[MATERIAL TO PROCESS]:
———

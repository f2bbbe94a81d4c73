//! Entity and session types
//!
//! Positions are top-left corners in playfield pixels, y growing downward.
//! Everything that falls moves along +y.

use glam::Vec2;
use serde::{Deserialize, Serialize};

use super::collision::Aabb;
use crate::consts::NOMINAL_FPS;
use crate::settings::Settings;

/// Session lifecycle
#[derive(Debug, Clone, Copy, PartialEq, Eq, Serialize, Deserialize)]
pub enum GamePhase {
    /// Waiting for a start command
    Idle,
    /// Active gameplay
    Running,
    /// Suspended; nothing advances, including the playtime clock
    Paused,
    /// Fatal collision happened; only reset leaves this state
    Terminated,
}

/// Broad obstacle class
#[derive(Debug, Clone, Copy, PartialEq, Eq, Serialize, Deserialize)]
pub enum ObstacleClass {
    Light,
    Medium,
    Heavy,
    Hazard,
}

/// Obstacle types
#[derive(Debug, Clone, Copy, PartialEq, Eq, Serialize, Deserialize)]
pub enum ObstacleCategory {
    Motorcycle,
    Car,
    Truck,
    Barrier,
    Roadwork,
    OilSpill,
}

impl ObstacleCategory {
    /// Draw order for the spawn weight table
    pub const ALL: [ObstacleCategory; 6] = [
        ObstacleCategory::Car,
        ObstacleCategory::Truck,
        ObstacleCategory::Motorcycle,
        ObstacleCategory::Barrier,
        ObstacleCategory::Roadwork,
        ObstacleCategory::OilSpill,
    ];

    pub fn class(self) -> ObstacleClass {
        match self {
            ObstacleCategory::Motorcycle => ObstacleClass::Light,
            ObstacleCategory::Car => ObstacleClass::Medium,
            ObstacleCategory::Truck => ObstacleClass::Heavy,
            ObstacleCategory::Barrier | ObstacleCategory::Roadwork | ObstacleCategory::OilSpill => {
                ObstacleClass::Hazard
            }
        }
    }

    /// Visual bounds (width, height)
    pub fn size(self) -> Vec2 {
        match self {
            ObstacleCategory::Motorcycle => Vec2::new(35.0, 70.0),
            ObstacleCategory::Car => Vec2::new(60.0, 100.0),
            ObstacleCategory::Truck => Vec2::new(80.0, 140.0),
            ObstacleCategory::Barrier => Vec2::new(90.0, 40.0),
            ObstacleCategory::Roadwork => Vec2::new(80.0, 60.0),
            ObstacleCategory::OilSpill => Vec2::new(90.0, 30.0),
        }
    }

    /// Points for passing one
    pub fn score_value(self) -> u64 {
        match self {
            ObstacleCategory::Car => 10,
            ObstacleCategory::Motorcycle => 15,
            ObstacleCategory::Barrier => 20,
            ObstacleCategory::Truck => 25,
            ObstacleCategory::Roadwork => 30,
            ObstacleCategory::OilSpill => 50,
        }
    }

    /// Fall speed relative to the road
    pub fn speed_bias(self) -> f32 {
        match self {
            ObstacleCategory::Motorcycle => 1.15,
            ObstacleCategory::Truck => 0.85,
            _ => 1.0,
        }
    }

    /// Relative spawn frequency
    pub fn spawn_weight(self) -> f32 {
        match self {
            ObstacleCategory::Car => 40.0,
            ObstacleCategory::Truck => 15.0,
            ObstacleCategory::Motorcycle => 20.0,
            ObstacleCategory::Barrier => 15.0,
            ObstacleCategory::Roadwork => 8.0,
            ObstacleCategory::OilSpill => 2.0,
        }
    }

    /// Vehicles drive with some speed jitter; hazards sit still on the road
    pub fn is_vehicle(self) -> bool {
        self.class() != ObstacleClass::Hazard
    }
}

/// An obstacle entity
#[derive(Debug, Clone, Serialize, Deserialize)]
pub struct Obstacle {
    pub id: u32,
    pub category: ObstacleCategory,
    pub lane: usize,
    pub pos: Vec2,
    pub size: Vec2,
    /// Fall speed (px/s)
    pub vel: f32,
    /// Crossed the player's row without a collision
    pub passed: bool,
    /// Active playtime at spawn (ms)
    pub spawned_at_ms: f64,
}

impl Obstacle {
    pub fn bounds(&self) -> Aabb {
        Aabb::from_pos_size(self.pos, self.size)
    }

    pub fn center_x(&self) -> f32 {
        self.pos.x + self.size.x / 2.0
    }
}

/// Power-up types
#[derive(Debug, Clone, Copy, PartialEq, Eq, Serialize, Deserialize)]
pub enum PowerUpKind {
    /// Absorbs the next hit
    Shield,
    /// Halves entity motion for a while
    SlowMotion,
    /// Instant points
    BonusPoints,
    /// Multiplies pass points for a while
    SpeedBoost,
    /// A spare life that lasts until used
    ExtraLife,
}

impl PowerUpKind {
    pub const ALL: [PowerUpKind; 5] = [
        PowerUpKind::Shield,
        PowerUpKind::SlowMotion,
        PowerUpKind::BonusPoints,
        PowerUpKind::SpeedBoost,
        PowerUpKind::ExtraLife,
    ];

    pub fn spawn_weight(self) -> f32 {
        match self {
            PowerUpKind::Shield => 30.0,
            PowerUpKind::SlowMotion => 30.0,
            PowerUpKind::BonusPoints => 25.0,
            PowerUpKind::SpeedBoost => 15.0,
            PowerUpKind::ExtraLife => 10.0,
        }
    }
}

/// A pickup entity
#[derive(Debug, Clone, Serialize, Deserialize)]
pub struct PowerUp {
    pub id: u32,
    pub kind: PowerUpKind,
    pub lane: usize,
    pub pos: Vec2,
    pub size: Vec2,
    pub vel: f32,
    pub collected: bool,
}

impl PowerUp {
    pub fn bounds(&self) -> Aabb {
        Aabb::from_pos_size(self.pos, self.size)
    }
}

/// What a particle burst was for (renderer picks the colour)
#[derive(Debug, Clone, Copy, PartialEq, Eq, Serialize, Deserialize)]
pub enum ParticleKind {
    Pass,
    ShieldHit,
    Crash,
    Pickup(PowerUpKind),
}

/// A particle for visual effects
#[derive(Debug, Clone, Serialize, Deserialize)]
pub struct Particle {
    pub pos: Vec2,
    pub vel: Vec2,
    /// Seconds left
    pub life: f32,
    pub size: f32,
    pub kind: ParticleKind,
}

/// Maximum particles
pub const MAX_PARTICLES: usize = 256;

/// The player's car
#[derive(Debug, Clone, Serialize, Deserialize)]
pub struct Player {
    /// Lane the car is heading for
    pub lane: usize,
    /// Current left edge; eases toward the lane slot
    pub x: f32,
    /// Top edge, fixed for the session
    pub y: f32,
    pub size: Vec2,
}

impl Player {
    /// A player snapped into the configured start lane
    pub fn new(settings: &Settings) -> Self {
        let size = Vec2::new(settings.player_width, settings.player_height);
        Self {
            lane: settings.start_lane,
            x: Self::slot_x(settings, settings.start_lane, size.x),
            y: settings.player_y(),
            size,
        }
    }

    /// Left edge that centres a car of `width` in `lane`
    pub fn slot_x(settings: &Settings, lane: usize, width: f32) -> f32 {
        settings.lane_center(lane) - width / 2.0
    }

    pub fn bounds(&self) -> Aabb {
        Aabb::from_pos_size(Vec2::new(self.x, self.y), self.size)
    }

    pub fn center_x(&self) -> f32 {
        self.x + self.size.x / 2.0
    }

    /// Retarget one lane over. Returns false at the road edge.
    pub fn shift_lane(&mut self, delta: i32, lane_count: usize) -> bool {
        let target = self.lane as i64 + delta as i64;
        if target < 0 || target >= lane_count as i64 {
            return false;
        }
        self.lane = target as usize;
        true
    }

    /// Move toward the current lane's slot. `rate` is the fraction of the gap
    /// closed per 60 Hz frame.
    pub fn ease_toward_lane(&mut self, settings: &Settings, dt: f32, rate: f32) {
        let target = Self::slot_x(settings, self.lane, self.size.x);
        let diff = target - self.x;
        if diff.abs() < 1.0 {
            self.x = target;
            return;
        }
        let frames = dt * NOMINAL_FPS;
        let alpha = 1.0 - (1.0 - rate.clamp(0.0, 1.0)).powf(frames);
        self.x += diff * alpha;
    }
}

/// Allocator for entity ids, shared by obstacles and power-ups
#[derive(Debug, Clone, Serialize, Deserialize)]
pub struct EntityIds {
    next: u32,
}

impl Default for EntityIds {
    fn default() -> Self {
        Self { next: 1 }
    }
}

impl EntityIds {
    /// Allocate a new entity ID
    pub fn next_id(&mut self) -> u32 {
        let id = self.next;
        self.next += 1;
        id
    }
}

/// Modifiers with a timed lifetime
#[derive(Debug, Clone, Copy, PartialEq, Eq, Serialize, Deserialize)]
pub enum ModifierKind {
    Shield,
    SlowMotion,
    SpeedBoost,
}

/// Things that happened during a tick, for audio/visual collaborators
#[derive(Debug, Clone, PartialEq, Serialize, Deserialize)]
pub enum GameEvent {
    SessionStarted,
    Paused,
    Resumed,
    LaneChanged { lane: usize },
    ObstacleSpawned { id: u32, lane: usize, category: ObstacleCategory },
    PowerUpSpawned { id: u32, lane: usize, kind: PowerUpKind },
    ObstaclePassed { id: u32, points: u64, perfect: bool },
    ShieldAbsorbed { obstacle_ids: Vec<u32>, charges_left: u8 },
    LifeLost { obstacle_ids: Vec<u32>, lives_left: u8 },
    PowerUpCollected { id: u32, kind: PowerUpKind, points: u64 },
    ModifierExpired { modifier: ModifierKind },
    SpeedIncreased { speed: f32 },
    SessionEnded { score: u64 },
}
//! Game tuning and difficulty presets
//!
//! Every knob the simulation reads lives in [`Settings`]. Settings are checked
//! once, up front, by [`Settings::validate`]; a running session never sees a
//! malformed value.

use serde::{Deserialize, Serialize};
use thiserror::Error;

use crate::consts::{MAX_LANES, MAX_TICK_DT, OBSTACLE_EXIT_MARGIN};
use crate::sim::state::ObstacleCategory;

/// Configuration rejected at initialization
#[derive(Debug, Error)]
pub enum ConfigError {
    #[error("{field} must be positive, got {value}")]
    NotPositive { field: &'static str, value: f64 },

    #[error("{field} must lie in [{min}, {max}], got {value}")]
    OutOfRange {
        field: &'static str,
        value: f64,
        min: f64,
        max: f64,
    },

    #[error("min_speed ({min}) must not exceed max_speed ({max})")]
    SpeedBounds { min: f32, max: f32 },

    #[error("spawn floor ({floor_ms} ms) must not exceed base interval ({base_ms} ms)")]
    SpawnInterval { floor_ms: f64, base_ms: f64 },

    #[error("lane count must be between 2 and {max}, got {got}")]
    LaneCount { got: usize, max: usize },

    #[error("start lane {lane} is outside 0..{lanes}")]
    StartLane { lane: usize, lanes: usize },

    #[error("player ({width} px) does not fit a {lane_width} px lane")]
    PlayerTooWide { width: f32, lane_width: f32 },

    #[error(
        "widest obstacle reaches {reach} px from its lane centre, past the {lane_width} px lane spacing"
    )]
    ObstacleTooWide { reach: f32, lane_width: f32 },

    #[error("pass line ({pass_line} px) is at or below the prune line ({prune_line} px)")]
    PassLineOffscreen { pass_line: f32, prune_line: f32 },

    #[error(
        "obstacles can fall {max_step} px in one tick, more than the {window} px scoring window"
    )]
    PassWindowTooNarrow { max_step: f32, window: f32 },

    #[error("invalid settings JSON: {0}")]
    Parse(#[from] serde_json::Error),
}

/// Difficulty preset levels
#[derive(Debug, Clone, Copy, PartialEq, Eq, Serialize, Deserialize, Default)]
pub enum DifficultyPreset {
    Easy,
    #[default]
    Normal,
    Hard,
}

impl DifficultyPreset {
    pub fn as_str(&self) -> &'static str {
        match self {
            DifficultyPreset::Easy => "Easy",
            DifficultyPreset::Normal => "Normal",
            DifficultyPreset::Hard => "Hard",
        }
    }

    pub fn from_str(s: &str) -> Option<Self> {
        match s.to_lowercase().as_str() {
            "easy" => Some(DifficultyPreset::Easy),
            "normal" | "norm" => Some(DifficultyPreset::Normal),
            "hard" => Some(DifficultyPreset::Hard),
            _ => None,
        }
    }

    /// Starting road speed (px/s)
    pub fn start_speed(&self) -> f32 {
        match self {
            DifficultyPreset::Easy => 150.0,
            DifficultyPreset::Normal => 180.0,
            DifficultyPreset::Hard => 240.0,
        }
    }

    /// Obstacle spawn interval at score 0 (ms)
    pub fn base_interval_ms(&self) -> f64 {
        match self {
            DifficultyPreset::Easy => 1800.0,
            DifficultyPreset::Normal => 1500.0,
            DifficultyPreset::Hard => 1200.0,
        }
    }

    /// Fastest obstacle spawn interval (ms)
    pub fn floor_interval_ms(&self) -> f64 {
        match self {
            DifficultyPreset::Easy => 1000.0,
            DifficultyPreset::Normal => 800.0,
            DifficultyPreset::Hard => 600.0,
        }
    }

    /// Shrink of the hitbox per side (px); larger is more forgiving
    pub fn hitbox_inset(&self) -> f32 {
        match self {
            DifficultyPreset::Easy => 14.0,
            DifficultyPreset::Normal => 10.0,
            DifficultyPreset::Hard => 6.0,
        }
    }
}

/// Simulation tuning
#[derive(Debug, Clone, Serialize, Deserialize)]
#[serde(default)]
pub struct Settings {
    pub preset: DifficultyPreset,

    // === Playfield ===
    pub playfield_width: f32,
    pub playfield_height: f32,
    pub lane_count: usize,
    /// Lane the player starts in (0 = leftmost)
    pub start_lane: usize,

    // === Player ===
    pub player_width: f32,
    pub player_height: f32,
    /// Gap between the player's bottom edge and the bottom of the playfield
    pub player_bottom_offset: f32,
    /// Fraction of the remaining distance covered per 60 Hz frame (1.0 = snap)
    pub lane_change_rate: f32,

    // === Obstacle spawning ===
    pub base_interval_ms: f64,
    pub floor_interval_ms: f64,
    /// Interval shrink per score point (ms)
    pub interval_score_factor: f64,
    /// A lane stays reserved while an obstacle's top edge is above this line (px)
    pub reservation_window_px: f32,
    /// Refuse a spawn that would leave no open lane in the spawn band
    pub keep_open_lane: bool,
    /// Random extra fall speed for vehicles (px/s)
    pub speed_jitter: f32,

    // === Power-up spawning ===
    pub powerup_cooldown_ms: f64,
    pub powerup_score_threshold: u64,
    /// Chance per eligible tick that a power-up actually spawns
    pub powerup_spawn_chance: f32,
    pub powerup_reservation_px: f32,

    // === Difficulty ===
    pub start_speed: f32,
    pub min_speed: f32,
    pub max_speed: f32,
    pub speed_step: f32,
    /// Speed rises once per this many cumulative points
    pub speed_step_points: u64,

    // === Collision & scoring ===
    pub hitbox_inset: f32,
    /// Lateral centre distance under which a pass counts as a perfect dodge
    pub near_miss_px: f32,
    /// Vertical clearance below the player before an obstacle counts as passed
    pub pass_margin_px: f32,
    pub bonus_points: u64,

    // === Modifiers ===
    pub shield_duration_ms: f64,
    pub max_shield_charges: u8,
    pub slow_motion_duration_ms: f64,
    pub slow_motion_factor: f32,
    pub boost_duration_ms: f64,
    pub boost_multiplier: u64,

    // === Lives ===
    /// Spare lives at session start; each one soaks up an unshielded hit
    pub starting_extra_lives: u8,
    /// Cap on spare lives held at once
    pub max_extra_lives: u8,
}

impl Default for Settings {
    fn default() -> Self {
        Self::from_preset(DifficultyPreset::Normal)
    }
}

impl Settings {
    /// Create settings from a difficulty preset (applies preset defaults)
    pub fn from_preset(preset: DifficultyPreset) -> Self {
        let start_speed = preset.start_speed();
        Self {
            preset,

            playfield_width: 400.0,
            playfield_height: 700.0,
            lane_count: 4,
            start_lane: 1,

            player_width: 60.0,
            player_height: 90.0,
            player_bottom_offset: 60.0,
            lane_change_rate: 0.2,

            base_interval_ms: preset.base_interval_ms(),
            floor_interval_ms: preset.floor_interval_ms(),
            interval_score_factor: 2.5,
            reservation_window_px: 250.0,
            keep_open_lane: true,
            speed_jitter: 120.0,

            powerup_cooldown_ms: 8000.0,
            powerup_score_threshold: 100,
            powerup_spawn_chance: 0.3,
            powerup_reservation_px: 300.0,

            start_speed,
            min_speed: start_speed,
            max_speed: 480.0,
            speed_step: 12.0,
            speed_step_points: 100,

            hitbox_inset: preset.hitbox_inset(),
            near_miss_px: 120.0,
            pass_margin_px: 20.0,
            bonus_points: 50,

            shield_duration_ms: 5000.0,
            max_shield_charges: 1,
            slow_motion_duration_ms: 3000.0,
            slow_motion_factor: 0.5,
            boost_duration_ms: 4000.0,
            boost_multiplier: 2,

            starting_extra_lives: 0,
            max_extra_lives: 4,
        }
    }

    /// Parse settings from JSON and validate them. Missing fields fall back to
    /// the Normal preset.
    pub fn from_json(json: &str) -> Result<Self, ConfigError> {
        let settings: Settings = serde_json::from_str(json)?;
        settings.validate()?;
        Ok(settings)
    }

    /// Width of a single lane
    pub fn lane_width(&self) -> f32 {
        self.playfield_width / self.lane_count as f32
    }

    /// Horizontal centre of a lane
    pub fn lane_center(&self, lane: usize) -> f32 {
        (lane as f32 + 0.5) * self.lane_width()
    }

    /// Fixed top edge of the player
    pub fn player_y(&self) -> f32 {
        self.playfield_height - self.player_height - self.player_bottom_offset
    }

    /// Obstacles below this line count as passed
    pub fn pass_line(&self) -> f32 {
        self.player_y() + self.player_height + self.pass_margin_px
    }

    /// Obstacles below this line are pruned
    pub fn prune_line(&self) -> f32 {
        self.playfield_height + OBSTACLE_EXIT_MARGIN
    }

    /// Fastest any obstacle can fall (px/s), at top speed with full jitter
    pub fn max_fall_speed(&self) -> f32 {
        ObstacleCategory::ALL
            .iter()
            .map(|c| {
                let jitter = if c.is_vehicle() { self.speed_jitter } else { 0.0 };
                self.max_speed * c.speed_bias() + jitter
            })
            .fold(0.0, f32::max)
    }

    /// Furthest the widest obstacle's hitbox reaches toward the player's
    /// centre while both sit centred in adjacent lanes
    pub fn obstacle_reach(&self) -> f32 {
        let widest = ObstacleCategory::ALL
            .iter()
            .map(|c| c.size().x)
            .fold(0.0, f32::max);
        let player_half = (self.player_width / 2.0 - self.hitbox_inset).max(0.0);
        let obstacle_half = (widest / 2.0 - self.hitbox_inset).max(0.0);
        player_half + obstacle_half
    }

    /// Reject anything the simulation cannot run with
    pub fn validate(&self) -> Result<(), ConfigError> {
        positive("playfield_width", self.playfield_width as f64)?;
        positive("playfield_height", self.playfield_height as f64)?;
        positive("player_width", self.player_width as f64)?;
        positive("player_height", self.player_height as f64)?;
        positive("base_interval_ms", self.base_interval_ms)?;
        positive("floor_interval_ms", self.floor_interval_ms)?;
        positive("powerup_cooldown_ms", self.powerup_cooldown_ms)?;
        positive("min_speed", self.min_speed as f64)?;
        positive("speed_step_points", self.speed_step_points as f64)?;
        positive("shield_duration_ms", self.shield_duration_ms)?;
        positive("slow_motion_duration_ms", self.slow_motion_duration_ms)?;
        positive("boost_duration_ms", self.boost_duration_ms)?;
        positive("max_shield_charges", self.max_shield_charges as f64)?;

        in_range("interval_score_factor", self.interval_score_factor, 0.0, f64::MAX)?;
        in_range("speed_step", self.speed_step as f64, 0.0, f64::MAX)?;
        in_range("speed_jitter", self.speed_jitter as f64, 0.0, f64::MAX)?;
        in_range("hitbox_inset", self.hitbox_inset as f64, 0.0, f64::MAX)?;
        in_range("near_miss_px", self.near_miss_px as f64, 0.0, f64::MAX)?;
        in_range("pass_margin_px", self.pass_margin_px as f64, 0.0, f64::MAX)?;
        in_range("reservation_window_px", self.reservation_window_px as f64, 0.0, f64::MAX)?;
        in_range("powerup_reservation_px", self.powerup_reservation_px as f64, 0.0, f64::MAX)?;
        in_range("powerup_spawn_chance", self.powerup_spawn_chance as f64, 0.0, 1.0)?;
        in_range("slow_motion_factor", self.slow_motion_factor as f64, 0.01, 1.0)?;
        in_range("lane_change_rate", self.lane_change_rate as f64, 0.01, 1.0)?;
        in_range("boost_multiplier", self.boost_multiplier as f64, 1.0, 100.0)?;
        in_range(
            "starting_extra_lives",
            self.starting_extra_lives as f64,
            0.0,
            self.max_extra_lives as f64,
        )?;

        if self.lane_count < 2 || self.lane_count > MAX_LANES {
            return Err(ConfigError::LaneCount {
                got: self.lane_count,
                max: MAX_LANES,
            });
        }
        if self.start_lane >= self.lane_count {
            return Err(ConfigError::StartLane {
                lane: self.start_lane,
                lanes: self.lane_count,
            });
        }
        if self.player_width > self.lane_width() {
            return Err(ConfigError::PlayerTooWide {
                width: self.player_width,
                lane_width: self.lane_width(),
            });
        }
        // Strict overlap: touching at exactly the lane spacing is still clear
        if self.obstacle_reach() > self.lane_width() {
            return Err(ConfigError::ObstacleTooWide {
                reach: self.obstacle_reach(),
                lane_width: self.lane_width(),
            });
        }
        if self.min_speed > self.max_speed {
            return Err(ConfigError::SpeedBounds {
                min: self.min_speed,
                max: self.max_speed,
            });
        }
        in_range(
            "start_speed",
            self.start_speed as f64,
            self.min_speed as f64,
            self.max_speed as f64,
        )?;
        if self.floor_interval_ms > self.base_interval_ms {
            return Err(ConfigError::SpawnInterval {
                floor_ms: self.floor_interval_ms,
                base_ms: self.base_interval_ms,
            });
        }

        // Every obstacle must be seen between the pass line and the prune line
        // on at least one tick, or it is dropped unscored
        let window = self.prune_line() - self.pass_line();
        if window <= 0.0 {
            return Err(ConfigError::PassLineOffscreen {
                pass_line: self.pass_line(),
                prune_line: self.prune_line(),
            });
        }
        let max_step = self.max_fall_speed() * MAX_TICK_DT;
        if max_step > window {
            return Err(ConfigError::PassWindowTooNarrow { max_step, window });
        }
        Ok(())
    }
}

fn positive(field: &'static str, value: f64) -> Result<(), ConfigError> {
    // NaN fails this comparison too
    if value > 0.0 {
        Ok(())
    } else {
        Err(ConfigError::NotPositive { field, value })
    }
}

fn in_range(field: &'static str, value: f64, min: f64, max: f64) -> Result<(), ConfigError> {
    if value >= min && value <= max {
        Ok(())
    } else {
        Err(ConfigError::OutOfRange {
            field,
            value,
            min,
            max,
        })
    }
}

———

[AIM OF THE TASK]: Output should match, line for line, the stretch of the material above from the line holding "self.x + self.size.x / 2.0" through the line holding "let target = self.lane".

[TASK ANSWER]:
        self.x + self.size.x / 2.0
    }

    /// Retarget one lane over. Returns false at the road edge.
    pub fn shift_lane(&mut self, delta: i32, lane_count: usize) -> bool {
        let target = self.lane as i64 + delta as i64;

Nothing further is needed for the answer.